隣の若い男性客にはまだ食事が提供されていないことを考慮すると、私の選択は正しく、さほど待つこともなくそれは届いた。
まるで赤色から橙色への艶のある彩りの奏でる美しいグラデーションで、箸を差し入れることさえ一瞬の躊躇を覚えた。
その躊躇を振り切るように、まずはサーモンに目配せをして持ち上げた。
サーモンの身の振動と微細な弾力の振動が箸伝えで私の指先に知らせている。
薄口の昆布しょうゆに一寸付けて食すると、サーモンのサーモンらしからぬ豊かな風味が口内に広がったかと思うと、独特の甘みがご飯を欲するように喚起する。
さらにホタテが眼の前で躍動するように見えた。
サーモンの風味を凌駕する優しい威圧感とも言うべきだろうか?
そうして生本マグロはその威圧感さえ恐れぬ強烈な圧倒感を持って、私の脳内も体内も支配しようとしていた。

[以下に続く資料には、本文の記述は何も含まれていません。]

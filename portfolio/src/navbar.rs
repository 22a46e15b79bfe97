//! Navbar background that firms up once the page is scrolled.

use pagedom::{Color, EventKind, Surface, Target};

use crate::config::NavbarConfig;
use crate::page::{Context, Listener};

const DARK: (u8, u8, u8) = (10, 10, 10);
const LIGHT: (u8, u8, u8) = (248, 249, 250);

#[derive(Debug)]
pub struct NavbarScroll {
    navbar: Option<String>,
    threshold: u32,
}

impl NavbarScroll {
    pub fn new(config: NavbarConfig, navbar: Option<String>) -> Self {
        Self {
            navbar,
            threshold: config.threshold,
        }
    }

    pub fn navbar_id(&self) -> Option<&str> {
        self.navbar.as_deref()
    }

    pub fn mount<S: Surface>(&self, cx: &mut Context<'_, S>) {
        cx.listen(Target::Window, EventKind::Scroll, Listener::Navbar);
    }

    /// Background for a given scroll offset; light variant whenever the
    /// body carries any `data-theme`.
    pub fn background(&self, offset: u32, themed: bool) -> Color {
        let (r, g, b) = if themed { LIGHT } else { DARK };
        let alpha = if offset > self.threshold { 0.98 } else { 0.95 };
        Color::rgba(r, g, b, alpha)
    }

    pub fn handle_scroll<S: Surface>(&self, cx: &mut Context<'_, S>) {
        let Some(navbar) = &self.navbar else {
            return;
        };
        let surface = cx.surface();
        let themed = surface.has_attribute(&surface.body_id(), "data-theme");
        let color = self.background(surface.scroll_offset(), themed);
        let _ = cx.surface_mut().set_background(navbar, color);
    }
}

#[cfg(test)]
mod tests {
    use super::*;

    #[test]
    fn threshold_is_exclusive() {
        let navbar = NavbarScroll::new(NavbarConfig::default(), None);
        assert_eq!(navbar.background(100, false), Color::rgba(10, 10, 10, 0.95));
        assert_eq!(navbar.background(101, false), Color::rgba(10, 10, 10, 0.98));
        assert_eq!(navbar.background(0, true), Color::rgba(248, 249, 250, 0.95));
        assert_eq!(navbar.background(500, true), Color::rgba(248, 249, 250, 0.98));
    }
}
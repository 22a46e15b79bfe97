use std::time::Duration;

use pagedom::{EventKind, ListenerId, Listeners, Surface, Target};

use super::{Listener, Task};
use crate::timers::{TimerHandle, Timers};

/// What a component gets while handling an event, a task, or mounting:
/// the surface, the page clock, and the listener registry.
pub struct Context<'a, S: Surface> {
    surface: &'a mut S,
    timers: &'a mut Timers<Task>,
    listeners: &'a mut Listeners<Listener>,
    default_prevented: bool,
}

impl<'a, S: Surface> Context<'a, S> {
    pub fn new(
        surface: &'a mut S,
        timers: &'a mut Timers<Task>,
        listeners: &'a mut Listeners<Listener>,
    ) -> Self {
        Self {
            surface,
            timers,
            listeners,
            default_prevented: false,
        }
    }

    pub fn surface(&self) -> &S {
        self.surface
    }

    pub fn surface_mut(&mut self) -> &mut S {
        self.surface
    }

    /// Run `task` after `delay`. Non-blocking.
    pub fn schedule(&mut self, delay: Duration, task: Task) -> TimerHandle {
        self.timers.schedule(delay, task)
    }

    /// Subscribe `listener` to `kind` events on `target`.
    pub fn listen(&mut self, target: Target, kind: EventKind, listener: Listener) -> ListenerId {
        self.listeners.on(target, kind, listener)
    }

    /// Suppress the surface's default action for the current event.
    pub fn prevent_default(&mut self) {
        self.default_prevented = true;
    }

    pub fn default_prevented(&self) -> bool {
        self.default_prevented
    }
}
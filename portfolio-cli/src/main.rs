//! Headless driver for the portfolio page.
//!
//! Reads an interaction script, plays it against the page in real time and
//! prints a snapshot for every `dump` plus one at the end.

mod paths;
mod script;

use std::fs::{self, File};
use std::io;
use std::path::PathBuf;
use std::process::ExitCode;

use clap::Parser;
use log::{error, info};
use pagedom::Document;
use portfolio::prefs::{JsonFileBackend, PreferenceError};
use portfolio::site;
use portfolio::{ConfigError, Page, PageConfig, Runtime};
use simplelog::{Config, LevelFilter, WriteLogger};
use thiserror::Error;
use tokio::sync::mpsc;

use crate::script::ScriptError;

#[derive(Parser, Debug)]
#[command(author, version, about, long_about = None)]
struct Cli {
    /// Interaction script; read from stdin when omitted
    #[arg(value_name = "SCRIPT")]
    script: Option<PathBuf>,

    /// Page configuration (TOML)
    #[arg(short, long, value_name = "FILE")]
    config: Option<PathBuf>,

    /// Preference store (JSON)
    #[arg(long, value_name = "FILE")]
    prefs: Option<PathBuf>,

    /// Keep preferences in memory only
    #[arg(long, conflicts_with = "prefs")]
    ephemeral: bool,
}

#[derive(Debug, Error)]
enum CliError {
    #[error("config: {0}")]
    Config(#[from] ConfigError),
    #[error("preferences: {0}")]
    Prefs(#[from] PreferenceError),
    #[error("script: {0}")]
    Script(#[from] ScriptError),
    #[error(transparent)]
    Io(#[from] io::Error),
}

fn init_logging() {
    paths::rotate_logs();
    let Some(path) = paths::log_file() else { return };
    if let Some(dir) = path.parent() {
        let _ = fs::create_dir_all(dir);
    }
    match File::create(&path) {
        Ok(file) => {
            let _ = WriteLogger::init(LevelFilter::Debug, Config::default(), file);
        }
        Err(e) => eprintln!("logging disabled: {e}"),
    }
}

fn load_config(cli: &Cli) -> Result<PageConfig, ConfigError> {
    if let Some(path) = &cli.config {
        return PageConfig::load(path);
    }
    match paths::config_file() {
        Some(path) if path.exists() => PageConfig::load(path),
        _ => Ok(PageConfig::default()),
    }
}

fn build_page(cli: &Cli, config: PageConfig) -> Result<Page<Document>, PreferenceError> {
    let page = Page::new(site::portfolio_document(), config);
    if cli.ephemeral {
        return Ok(page);
    }
    match cli.prefs.clone().or_else(paths::preferences_file) {
        Some(path) => {
            info!("preferences at {}", path.display());
            Ok(page.with_preferences(JsonFileBackend::open(path)?))
        }
        None => Ok(page),
    }
}

async fn run(cli: Cli) -> Result<(), CliError> {
    let config = load_config(&cli)?;
    let source = match &cli.script {
        Some(path) => fs::read_to_string(path)?,
        None => io::read_to_string(io::stdin())?,
    };
    let steps = script::parse(&source)?;
    info!("{} step(s) to play", steps.len());

    let page = build_page(&cli, config)?;
    let runtime = Runtime::new(page).on_snapshot(|snapshot| println!("{snapshot}\n"));

    let (tx, rx) = mpsc::channel(32);
    let (page, ()) = tokio::join!(runtime.run(rx), script::feed(steps, tx));

    println!("{}", page.snapshot());
    Ok(())
}

#[tokio::main]
async fn main() -> ExitCode {
    init_logging();
    let cli = Cli::parse();

    match run(cli).await {
        Ok(()) => ExitCode::SUCCESS,
        Err(e) => {
            error!("{e}");
            eprintln!("Error: {e}");
            ExitCode::FAILURE
        }
    }
}
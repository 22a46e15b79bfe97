use thiserror::Error;

use super::Field;

/// Why a field value was rejected.
#[derive(Debug, Clone, Copy, PartialEq, Eq, Hash)]
pub enum ValidationErrorKind {
    Required,
    TooShort,
    TooLong,
    /// The value contains characters outside the allowed set.
    InvalidCharacters,
    /// The value does not have the expected shape.
    InvalidFormat,
}

/// A rejected field value. Displays as the user-facing message.
#[derive(Debug, Clone, PartialEq, Eq, Error)]
#[error("{message}")]
pub struct FieldError {
    pub field: Field,
    pub kind: ValidationErrorKind,
    pub message: String,
}

/// Result of validating one or more fields.
#[derive(Debug, Clone, Default, PartialEq, Eq)]
pub enum ValidationResult {
    /// All fields passed validation.
    #[default]
    Valid,
    /// One or more fields failed validation, in field order.
    Invalid(Vec<FieldError>),
}

impl ValidationResult {
    /// Build from per-field outcomes. Every outcome is kept; nothing
    /// short-circuits.
    pub fn collect(outcomes: impl IntoIterator<Item = Result<(), FieldError>>) -> Self {
        let errors: Vec<_> = outcomes.into_iter().filter_map(Result::err).collect();
        if errors.is_empty() {
            Self::Valid
        } else {
            Self::Invalid(errors)
        }
    }

    pub fn is_valid(&self) -> bool {
        matches!(self, Self::Valid)
    }

    pub fn errors(&self) -> &[FieldError] {
        match self {
            Self::Valid => &[],
            Self::Invalid(errors) => errors,
        }
    }

    pub fn first_error(&self) -> Option<&FieldError> {
        self.errors().first()
    }

    pub fn error_for(&self, field: Field) -> Option<&FieldError> {
        self.errors().iter().find(|e| e.field == field)
    }
}
//! Preference storage for the single persisted page setting (the theme).

mod backend;
mod json;
mod memory;

pub use backend::PreferenceBackend;
pub use json::JsonFileBackend;
pub use memory::MemoryBackend;

use thiserror::Error;

#[derive(Debug, Error)]
pub enum PreferenceError {
    #[error("preference file error: {0}")]
    Io(#[from] std::io::Error),
    #[error("preference file is not valid JSON: {0}")]
    Json(#[from] serde_json::Error),
}
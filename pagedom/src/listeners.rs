use crate::event::{EventKind, Target};

/// Handle returned by [`Listeners::on`], used to unsubscribe.
#[derive(Debug, Clone, Copy, PartialEq, Eq, Hash)]
pub struct ListenerId(u64);

#[derive(Debug, Clone)]
struct Entry<L> {
    id: ListenerId,
    target: Target,
    kind: EventKind,
    listener: L,
}

/// Subscription registry: `(target, event kind) -> listener`.
///
/// `L` is whatever the caller routes on, usually a small `Copy` enum naming
/// the component that subscribed.
#[derive(Debug, Clone)]
pub struct Listeners<L> {
    next_id: u64,
    entries: Vec<Entry<L>>,
}

impl<L> Default for Listeners<L> {
    fn default() -> Self {
        Self {
            next_id: 0,
            entries: Vec::new(),
        }
    }
}

impl<L: Clone> Listeners<L> {
    pub fn new() -> Self {
        Self::default()
    }

    /// Subscribe `listener` to `kind` events on `target`.
    pub fn on(&mut self, target: Target, kind: EventKind, listener: L) -> ListenerId {
        let id = ListenerId(self.next_id);
        self.next_id += 1;
        self.entries.push(Entry {
            id,
            target,
            kind,
            listener,
        });
        id
    }

    /// Remove a subscription. Returns false if it was already gone.
    pub fn off(&mut self, id: ListenerId) -> bool {
        let before = self.entries.len();
        self.entries.retain(|e| e.id != id);
        self.entries.len() != before
    }

    pub fn len(&self) -> usize {
        self.entries.len()
    }

    pub fn is_empty(&self) -> bool {
        self.entries.is_empty()
    }

    /// Listeners to invoke for a `kind` event travelling along `path`
    /// (target first, then each ancestor). Each hit is paired with the
    /// target it was registered on. Within a target, registration order
    /// is preserved.
    pub fn matching(&self, kind: EventKind, path: &[Target]) -> Vec<(Target, L)> {
        let mut hits = Vec::new();
        for target in path {
            for entry in &self.entries {
                if entry.kind == kind && &entry.target == target {
                    hits.push((target.clone(), entry.listener.clone()));
                }
            }
        }
        hits
    }
}
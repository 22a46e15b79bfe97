/// Events delivered to page listeners.
#[derive(Debug, Clone, PartialEq, Eq)]
pub enum Event {
    /// Pointer activation of an element.
    Click { target: String },
    /// Form submission, targeted at the form element.
    Submit { target: String },
    /// The user edited a text control; `value` is its new content.
    Input { target: String, value: String },
    /// Element gained focus
    Focus { target: String },
    /// Element lost focus
    Blur { target: String },
    /// Window scrolled to a new vertical offset.
    Scroll { offset: u32 },
    /// Viewport resized
    Resize { width: u32, height: u32 },
}

/// Event type, used as the subscription key.
#[derive(Debug, Clone, Copy, PartialEq, Eq, Hash)]
pub enum EventKind {
    Click,
    Submit,
    Input,
    Focus,
    Blur,
    Scroll,
    Resize,
}

/// What a listener is attached to.
#[derive(Debug, Clone, PartialEq, Eq, Hash)]
pub enum Target {
    Window,
    Element(String),
}

impl Target {
    pub fn element(id: impl Into<String>) -> Self {
        Self::Element(id.into())
    }

    pub fn id(&self) -> Option<&str> {
        match self {
            Self::Window => None,
            Self::Element(id) => Some(id),
        }
    }
}

impl Event {
    pub fn click(target: impl Into<String>) -> Self {
        Self::Click {
            target: target.into(),
        }
    }

    pub fn submit(target: impl Into<String>) -> Self {
        Self::Submit {
            target: target.into(),
        }
    }

    pub fn input(target: impl Into<String>, value: impl Into<String>) -> Self {
        Self::Input {
            target: target.into(),
            value: value.into(),
        }
    }

    pub fn blur(target: impl Into<String>) -> Self {
        Self::Blur {
            target: target.into(),
        }
    }

    pub fn focus(target: impl Into<String>) -> Self {
        Self::Focus {
            target: target.into(),
        }
    }

    pub fn kind(&self) -> EventKind {
        match self {
            Self::Click { .. } => EventKind::Click,
            Self::Submit { .. } => EventKind::Submit,
            Self::Input { .. } => EventKind::Input,
            Self::Focus { .. } => EventKind::Focus,
            Self::Blur { .. } => EventKind::Blur,
            Self::Scroll { .. } => EventKind::Scroll,
            Self::Resize { .. } => EventKind::Resize,
        }
    }

    pub fn target(&self) -> Target {
        match self {
            Self::Click { target }
            | Self::Submit { target }
            | Self::Input { target, .. }
            | Self::Focus { target }
            | Self::Blur { target } => Target::Element(target.clone()),
            Self::Scroll { .. } | Self::Resize { .. } => Target::Window,
        }
    }

    /// Whether the event propagates from its target to the ancestors.
    /// Focus and blur do not bubble.
    pub fn bubbles(&self) -> bool {
        matches!(
            self,
            Self::Click { .. } | Self::Submit { .. } | Self::Input { .. }
        )
    }
}

#[derive(Debug, Clone, Copy, PartialEq, Eq, Default)]
pub enum ScrollBehavior {
    #[default]
    Auto,
    Smooth,
}

/// Vertical alignment for `scroll_into_view`.
#[derive(Debug, Clone, Copy, PartialEq, Eq, Default)]
pub enum ScrollBlock {
    #[default]
    Start,
    Center,
    End,
}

まさに、その味わいの根底には北海道という四方を海に囲まれた地の利にあやかっている。
その時、私はご飯の量と刺身の量とのバランスに配慮する必要が問われた。
ご飯を大盛にしたというのに、刺身はそれをあざ笑うかのようにご飯を吸い寄せて止まないのだ。
味噌汁によって冷静さを取り戻して、再びサーモン、ホタテ、生本マグロの順番で食べ進めていった。
そこに、隣の若者が注文していたトレイが訪れた。
それは紛うかたなき「羅臼産真ほっけ焼定食」であった。
束の間、皿の大きさなど無視するかのような大きなほっけの焼き姿に私は釘付けになってしまった。
野太い骨をしっかりと抜き取り、優しく身をほぐし、そこに昆布しょうゆを投入し頬張る幻。
刺身定食が完食に向かう時、すでに次に来た時の幻が私の脳裡に遊泳していた。
それにしても、その若者のほっけの食べ方は称賛できるものではない。
魚の美しい食べ方を教えたい欲求に駆られながら会計を済ませた。
札幌二条市場は相変わらずインバウンドの群衆に占拠されている。
私はそれを避けるように創成川に抜ける小径を辿り、狸小路商店街の賑わいの只中に忍んでいくのだった……。